In interpreting the general transitional rule of the IIRIRA, we look first to the precise language of the statute as it currently exists. The paramount index of congressional intent is the plain meaning of the words used in the statute taken as a whole. INS v. Cardoza-Fonseca, 480 U.S. 421, 431 (1987); Matter of Michel, 21 I&N Dec. 1101 (BIA 1998). Where the language is clear, we must give effect to the unambiguously expressed intent of Congress. Chevron, U.S.A., Inc. v. Natural Resources Defense Council, Inc., 467 U.S. 837, 843 (1984). On its face, we find the revised language of section 309(c)(5)(A) of the IIRIRA to be unambiguous.

The IIRIRA, as revised by section 203(a)(5) of the NACARA, contains "Transitional Rules With Regard to Suspension of Deportation." Since the IIRIRA removed suspension of deportation from the Act, we glean from this title that Congress intended these rules to apply to suspension of deportation applications pending as of the date the IIRIRA's changes took effect.

Under these transitional rules, the general provision applies the stop time rule of section 240A(d) of the Act to all Orders to Show Cause, irrespective of the date of issuance.
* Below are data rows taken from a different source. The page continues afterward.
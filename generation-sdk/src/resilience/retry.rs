//! Bounded retry with exponential backoff
//!
//! The retry loop gives every attempt its own timeout, classifies each
//! failure structurally, and sleeps `2^(attempt+1) * base` between attempts,
//! where the base depends on whether the provider throttled us or failed
//! transiently. Fatal kinds end the loop immediately.

use std::fmt;
use std::future::Future;
use std::time::Duration;

use chrono::{DateTime, Utc};
use serde::{Deserialize, Serialize};
use tokio_util::sync::CancellationToken;

use crate::error::{ErrorKind, GenerationError, Result};

/// Retry policy configuration
#[derive(Debug, Clone, PartialEq, Eq)]
pub struct RetryPolicy {
    /// Retries allowed after the first attempt; attempts are numbered `0..=retry_budget`
    pub retry_budget: u32,

    /// Independent timeout applied to each attempt
    pub attempt_timeout: Duration,

    /// Backoff base after a rate-limited attempt
    pub rate_limit_base: Duration,

    /// Backoff base after a transient failure
    pub transient_base: Duration,
}

impl Default for RetryPolicy {
    fn default() -> Self {
        Self {
            retry_budget: 2,
            attempt_timeout: Duration::from_secs(30),
            rate_limit_base: Duration::from_millis(2000),
            transient_base: Duration::from_millis(1000),
        }
    }
}

impl fmt::Display for RetryPolicy {
    fn fmt(&self, f: &mut fmt::Formatter<'_>) -> fmt::Result {
        write!(
            f,
            "RetryPolicy {{ retry_budget: {}, attempt_timeout: {:?}, rate_limit_base: {:?}, transient_base: {:?} }}",
            self.retry_budget, self.attempt_timeout, self.rate_limit_base, self.transient_base
        )
    }
}

impl RetryPolicy {
    /// Same policy with a different retry budget
    pub fn with_retry_budget(mut self, retry_budget: u32) -> Self {
        self.retry_budget = retry_budget;
        self
    }

    /// Total number of attempts the policy allows
    pub fn max_attempts(&self) -> u32 {
        self.retry_budget.saturating_add(1)
    }

    /// Upper bound on the wall-clock time of one call under this policy.
    ///
    /// Every attempt may run to its timeout, and every gap between attempts
    /// may use the larger of the two backoff bases.
    pub fn worst_case_latency(&self) -> Duration {
        let timeouts = self.attempt_timeout.saturating_mul(self.max_attempts());
        let slowest_base = self.rate_limit_base.max(self.transient_base);
        (0..self.retry_budget).fold(timeouts, |total, attempt| {
            total.saturating_add(slowest_base.saturating_mul(backoff_factor(attempt)))
        })
    }
}

fn backoff_factor(attempt: u32) -> u32 {
    2u32.checked_pow(attempt.saturating_add(1)).unwrap_or(u32::MAX)
}

/// Delay to wait after `attempt` failed with `kind`, or `None` if the kind is not retried
pub fn backoff_delay(kind: ErrorKind, attempt: u32, policy: &RetryPolicy) -> Option<Duration> {
    let base = match kind {
        ErrorKind::RateLimitExceeded => policy.rate_limit_base,
        ErrorKind::TransientNetwork => policy.transient_base,
        _ => return None,
    };
    Some(base.saturating_mul(backoff_factor(attempt)))
}

/// How a single attempt ended
#[derive(Debug, Clone, Copy, PartialEq, Eq, Serialize, Deserialize)]
#[serde(rename_all = "snake_case")]
pub enum AttemptOutcome {
    Success,
    RateLimited,
    AuthError,
    QuotaExceeded,
    TransientError,
    ParseError,
    /// The provider rejected the request as malformed or misconfigured
    Rejected,
    Cancelled,
}

impl AttemptOutcome {
    fn from_kind(kind: ErrorKind) -> Self {
        match kind {
            ErrorKind::RateLimitExceeded => AttemptOutcome::RateLimited,
            ErrorKind::Authentication => AttemptOutcome::AuthError,
            ErrorKind::QuotaExceeded => AttemptOutcome::QuotaExceeded,
            ErrorKind::TransientNetwork => AttemptOutcome::TransientError,
            ErrorKind::Parse => AttemptOutcome::ParseError,
            ErrorKind::Configuration | ErrorKind::Validation => AttemptOutcome::Rejected,
            ErrorKind::Cancelled => AttemptOutcome::Cancelled,
        }
    }
}

/// Record of one attempt, kept for the lifetime of a call
#[derive(Debug, Clone, PartialEq, Serialize, Deserialize)]
pub struct GenerationAttempt {
    pub index: u32,
    pub started_at: DateTime<Utc>,
    pub duration_ms: u64,
    pub outcome: AttemptOutcome,
}

/// Terminal result of the retry loop together with its attempt log
#[derive(Debug)]
pub struct RetryOutcome<T> {
    pub result: Result<T>,
    pub attempts: Vec<GenerationAttempt>,
}

impl<T> RetryOutcome<T> {
    /// Number of attempts that were started
    pub fn attempt_count(&self) -> usize {
        self.attempts.len()
    }
}

/// Executor for retry operations with exponential backoff
#[derive(Debug, Clone)]
pub struct RetryExecutor {
    policy: RetryPolicy,
}

impl RetryExecutor {
    /// Create a new retry executor with the specified policy
    pub fn new(policy: RetryPolicy) -> Self {
        Self { policy }
    }

    /// Get the current retry policy
    pub fn policy(&self) -> &RetryPolicy {
        &self.policy
    }

    /// Run `operation` until it succeeds, fails fatally, or the budget is spent.
    ///
    /// `operation` receives the attempt index. Cancellation is checked before
    /// each attempt, while an attempt is in flight, and during backoff.
    pub async fn execute<F, Fut, T>(&self, cancel: &CancellationToken, mut operation: F) -> RetryOutcome<T>
    where
        F: FnMut(u32) -> Fut,
        Fut: Future<Output = Result<T>>,
    {
        let mut attempts = Vec::new();
        let mut attempt: u32 = 0;

        loop {
            if cancel.is_cancelled() {
                return RetryOutcome {
                    result: Err(GenerationError::cancelled(format!(
                        "Cancelled before attempt {}",
                        attempt
                    ))),
                    attempts,
                };
            }

            let started_at = Utc::now();
            let clock = tokio::time::Instant::now();
            let timeout = self.policy.attempt_timeout;

            let result = tokio::select! {
                biased;
                _ = cancel.cancelled() => Err(GenerationError::cancelled(format!(
                    "Cancelled during attempt {}",
                    attempt
                ))),
                timed = tokio::time::timeout(timeout, operation(attempt)) => match timed {
                    Ok(result) => result,
                    Err(_) => Err(GenerationError::transient(format!(
                        "Attempt {} timed out after {:?}",
                        attempt, timeout
                    ))),
                },
            };

            attempts.push(GenerationAttempt {
                index: attempt,
                started_at,
                duration_ms: clock.elapsed().as_millis() as u64,
                outcome: match &result {
                    Ok(_) => AttemptOutcome::Success,
                    Err(err) => AttemptOutcome::from_kind(err.kind()),
                },
            });

            let err = match result {
                Ok(value) => {
                    if attempt > 0 {
                        tracing::info!(attempt, "attempt succeeded after retries");
                    }
                    return RetryOutcome {
                        result: Ok(value),
                        attempts,
                    };
                }
                Err(err) => err,
            };

            let kind = err.kind();
            let delay = match backoff_delay(kind, attempt, &self.policy) {
                Some(delay) if attempt < self.policy.retry_budget => delay,
                _ => {
                    if kind.is_retryable() {
                        tracing::warn!(
                            attempt,
                            kind = %kind,
                            "retry budget of {} exhausted: {}",
                            self.policy.retry_budget,
                            err
                        );
                    }
                    return RetryOutcome {
                        result: Err(err.at_attempt(attempt).with_context_value("attempts", attempt + 1)),
                        attempts,
                    };
                }
            };

            tracing::warn!(
                attempt,
                kind = %kind,
                delay_ms = delay.as_millis() as u64,
                "attempt {}/{} failed, retrying: {}",
                attempt + 1,
                self.policy.max_attempts(),
                err
            );

            tokio::select! {
                biased;
                _ = cancel.cancelled() => {
                    return RetryOutcome {
                        result: Err(GenerationError::cancelled(format!(
                            "Cancelled during backoff after attempt {}",
                            attempt
                        ))),
                        attempts,
                    };
                }
                _ = tokio::time::sleep(delay) => {}
            }

            attempt += 1;
        }
    }
}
We read this language as requiring us to apply the stop time rule of cancellation of removal to all pending applications for suspension of deportation, unless expressly exempted from the general rule.

C. NACARA's Revision of the General Transitional Rule

While we find the language of the general transitional rule to be unambiguous, we observe that this language is the...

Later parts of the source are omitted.